• _WHAT THE TASK REQUIRES_
From the line containing "std::fs::create_dir_all(&data_dir).unwrap();" down to the last line of the material, return those lines verbatim and only those.

########

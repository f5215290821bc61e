//! Probe-path file location.

use std::path::{Path, PathBuf};

use tracing::trace;

/// Locate a data file by probing a fixed ordered list of candidate paths.
///
/// Candidates, in order: `<data_dir>/<file>`, `../<data_dir>/<file>`,
/// `./<file>`, `<file>`. The first one that exists as a regular file wins.
pub(crate) fn locate(data_dir: &Path, file_name: &str) -> Option<PathBuf> {
    let candidates = [
        data_dir.join(file_name),
        Path::new("..").join(data_dir).join(file_name),
        Path::new(".").join(file_name),
        PathBuf::from(file_name),
    ];

    for candidate in candidates {
        if candidate.is_file() {
            trace!(path = %candidate.display(), "Located data file");
            return Some(candidate);
        }
    }
    None
}

#[cfg(test)]
mod tests {
    use super::*;

    #[test]
    fn finds_file_under_the_data_dir() {
        let tmp = tempfile::tempdir().unwrap();
        let data_dir = tmp.path().join("data");
        std::fs::create_dir_all(&data_dir).unwrap();
        std::fs::write(data_dir.join("t.csv"), "a,b\n").unwrap();

        let found = locate(&data_dir, "t.csv").unwrap();
        assert_eq!(found, data_dir.join("t.csv"));
    }

    #[test]
    fn missing_everywhere_yields_none() {
        let tmp = tempfile::tempdir().unwrap();
        assert_eq!(locate(&tmp.path().join("data"), "absent.csv"), None);
    }

    #[test]
    fn directories_do_not_count_as_files() {
        let tmp = tempfile::tempdir().unwrap();
        let data_dir = tmp.path().join("data");
        std::fs::create_dir_all(data_dir.join("t.csv")).unwrap();
        assert_eq!(locate(&data_dir, "t.csv"), None);
    }
}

########

• _SOLUTION TO THE EXERCISE_
        std::fs::create_dir_all(&data_dir).unwrap();
        std::fs::write(data_dir.join("t.csv"), "a,b\n").unwrap();

        let found = locate(&data_dir, "t.csv").unwrap();
        assert_eq!(found, data_dir.join("t.csv"));
    }

    #[test]
    fn missing_everywhere_yields_none() {
        let tmp = tempfile::tempdir().unwrap();
        assert_eq!(locate(&tmp.path().join("data"), "absent.csv"), None);
    }

    #[test]
    fn directories_do_not_count_as_files() {
        let tmp = tempfile::tempdir().unwrap();
        let data_dir = tmp.path().join("data");
        std::fs::create_dir_all(data_dir.join("t.csv")).unwrap();
        assert_eq!(locate(&data_dir, "t.csv"), None);
    }
}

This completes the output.